===== Material provided =====

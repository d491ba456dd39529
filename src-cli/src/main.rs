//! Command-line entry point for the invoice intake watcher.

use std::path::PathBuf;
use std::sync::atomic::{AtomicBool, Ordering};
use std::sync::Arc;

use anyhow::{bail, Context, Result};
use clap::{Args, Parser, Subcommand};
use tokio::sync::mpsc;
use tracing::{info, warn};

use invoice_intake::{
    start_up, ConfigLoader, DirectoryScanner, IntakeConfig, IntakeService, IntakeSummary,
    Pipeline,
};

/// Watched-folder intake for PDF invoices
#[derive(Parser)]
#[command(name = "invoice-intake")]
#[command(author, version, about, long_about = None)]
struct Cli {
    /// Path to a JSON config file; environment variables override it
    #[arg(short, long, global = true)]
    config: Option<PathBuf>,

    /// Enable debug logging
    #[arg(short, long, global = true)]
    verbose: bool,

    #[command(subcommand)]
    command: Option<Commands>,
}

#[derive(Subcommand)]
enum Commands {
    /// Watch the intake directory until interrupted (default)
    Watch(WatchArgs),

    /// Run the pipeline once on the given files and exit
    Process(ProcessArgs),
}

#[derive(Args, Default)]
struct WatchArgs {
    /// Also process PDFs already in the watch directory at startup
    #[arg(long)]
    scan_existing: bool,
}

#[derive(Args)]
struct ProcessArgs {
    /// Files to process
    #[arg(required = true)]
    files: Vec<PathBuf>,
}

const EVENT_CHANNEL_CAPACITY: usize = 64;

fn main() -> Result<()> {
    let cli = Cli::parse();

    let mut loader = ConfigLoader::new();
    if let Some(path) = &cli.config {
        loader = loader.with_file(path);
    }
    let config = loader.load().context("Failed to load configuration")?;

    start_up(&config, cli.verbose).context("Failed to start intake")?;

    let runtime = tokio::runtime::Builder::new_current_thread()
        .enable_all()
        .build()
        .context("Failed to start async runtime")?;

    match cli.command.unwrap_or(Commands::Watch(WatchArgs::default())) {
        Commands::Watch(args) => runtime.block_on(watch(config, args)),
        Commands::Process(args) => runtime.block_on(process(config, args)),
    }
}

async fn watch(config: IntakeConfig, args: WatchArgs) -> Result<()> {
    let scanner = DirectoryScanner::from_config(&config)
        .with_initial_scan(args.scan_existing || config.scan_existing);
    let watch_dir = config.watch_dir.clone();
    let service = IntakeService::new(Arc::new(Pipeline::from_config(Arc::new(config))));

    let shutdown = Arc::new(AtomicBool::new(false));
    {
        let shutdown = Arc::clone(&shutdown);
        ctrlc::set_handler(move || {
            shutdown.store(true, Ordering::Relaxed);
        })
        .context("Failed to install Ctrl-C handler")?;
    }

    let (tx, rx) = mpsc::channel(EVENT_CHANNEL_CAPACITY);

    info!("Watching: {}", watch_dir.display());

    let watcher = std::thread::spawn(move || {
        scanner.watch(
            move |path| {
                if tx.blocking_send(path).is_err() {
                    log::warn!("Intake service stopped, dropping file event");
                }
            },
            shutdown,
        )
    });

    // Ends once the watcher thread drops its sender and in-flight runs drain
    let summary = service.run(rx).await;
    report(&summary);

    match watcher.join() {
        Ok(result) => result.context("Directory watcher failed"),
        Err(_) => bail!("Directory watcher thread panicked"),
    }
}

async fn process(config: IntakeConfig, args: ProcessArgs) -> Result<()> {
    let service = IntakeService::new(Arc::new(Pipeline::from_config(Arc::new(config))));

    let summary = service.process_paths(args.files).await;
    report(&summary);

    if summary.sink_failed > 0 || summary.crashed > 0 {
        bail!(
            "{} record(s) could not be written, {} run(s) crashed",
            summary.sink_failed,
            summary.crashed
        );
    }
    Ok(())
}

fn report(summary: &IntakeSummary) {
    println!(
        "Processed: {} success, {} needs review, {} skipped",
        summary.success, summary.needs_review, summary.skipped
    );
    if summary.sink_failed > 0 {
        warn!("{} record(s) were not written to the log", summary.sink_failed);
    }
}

=====

Write out all the data exactly.

repository d491ba456dd39529
filename src-cli/src/main.rs
//! Command-line entry point for the invoice intake watcher.

use std::path::PathBuf;
use std::sync::atomic::{AtomicBool, Ordering};
use std::sync::Arc;

use anyhow::{bail, Context, Result};
use clap::{Args, Parser, Subcommand};
use tokio::sync::mpsc;
use tracing::{info, warn};

use invoice_intake::{
    start_up, ConfigLoader, DirectoryScanner, IntakeConfig, IntakeService, IntakeSummary,
    Pipeline,
};

/// Watched-folder intake for PDF invoices
#[derive(Parser)]
#[command(name = "invoice-intake")]
#[command(author, version, about, long_about = None)]
struct Cli {
    /// Path to a JSON config file; environment variables override it
    #[arg(short, long, global = true)]
    config: Option<PathBuf>,

    /// Enable debug logging
    #[arg(short, long, global = true)]
    verbose: bool,

    #[command(subcommand)]
    command: Option<Commands>,
}

#[derive(Subcommand)]
enum Commands {
    /// Watch the intake directory until interrupted (default)
    Watch(WatchArgs),

    /// Run the pipeline once on the given files and exit
    Process(ProcessArgs),
}

#[derive(Args, Default)]
struct WatchArgs {
    /// Also process PDFs already in the watch directory at startup
    #[arg(long)]
    scan_existing: bool,
}

#[derive(Args)]
struct ProcessArgs {
    /// Files to process
    #[arg(required = true)]
    files: Vec<PathBuf>,
}

const EVENT_CHANNEL_CAPACITY: usize = 64;

fn main() -> Result<()> {
    let cli = Cli::parse();

    let mut loader = ConfigLoader::new();
    if let Some(path) = &cli.config {
        loader = loader.with_file(path);
    }
    let config = loader.load().context("Failed to load configuration")?;

    start_up(&config, cli.verbose).context("Failed to start intake")?;

    let runtime = tokio::runtime::Builder::new_current_thread()
        .enable_all()
        .build()
        .context("Failed to start async runtime")?;

    match cli.command.unwrap_or(Commands::Watch(WatchArgs::default())) {
        Commands::Watch(args) => runtime.block_on(watch(config, args)),
        Commands::Process(args) => runtime.block_on(process(config, args)),
    }
}

async fn watch(config: IntakeConfig, args: WatchArgs) -> Result<()> {
    let scanner = DirectoryScanner::from_config(&config)
        .with_initial_scan(args.scan_existing || config.scan_existing);
    let watch_dir = config.watch_dir.clone();
    let service = IntakeService::new(Arc::new(Pipeline::from_config(Arc::new(config))));

    let shutdown = Arc::new(AtomicBool::new(false));
    {
        let shutdown = Arc::clone(&shutdown);
        ctrlc::set_handler(move || {
            shutdown.store(true, Ordering::Relaxed);
        })
        .context("Failed to install Ctrl-C handler")?;
    }

    let (tx, rx) = mpsc::channel(EVENT_CHANNEL_CAPACITY);

    info!("Watching: {}", watch_dir.display());

    let watcher = std::thread::spawn(move || {
        scanner.watch(
            move |path| {
                if tx.blocking_send(path).is_err() {
                    log::warn!("Intake service stopped, dropping file event");
                }
            },
            shutdown,
        )
    });

    // Ends once the watcher thread drops its sender and in-flight runs drain
    let summary = service.run(rx).await;
    report(&summary);

    match watcher.join() {
        Ok(result) => result.context("Directory watcher failed"),
        Err(_) => bail!("Directory watcher thread panicked"),
    }
}

async fn process(config: IntakeConfig, args: ProcessArgs) -> Result<()> {
    let service = IntakeService::new(Arc::new(Pipeline::from_config(Arc::new(config))));

    let summary = service.process_paths(args.files).await;
    report(&summary);

    if summary.sink_failed > 0 || summary.crashed > 0 {
        bail!(
            "{} record(s) could not be written, {} run(s) crashed",
            summary.sink_failed,
            summary.crashed
        );
    }
    Ok(())
}

fn report(summary: &IntakeSummary) {
    println!(
        "Processed: {} success, {} needs review, {} skipped",
        summary.success, summary.needs_review, summary.skipped
    );
    if summary.sink_failed > 0 {
        warn!("{} record(s) were not written to the log", summary.sink_failed);
    }
}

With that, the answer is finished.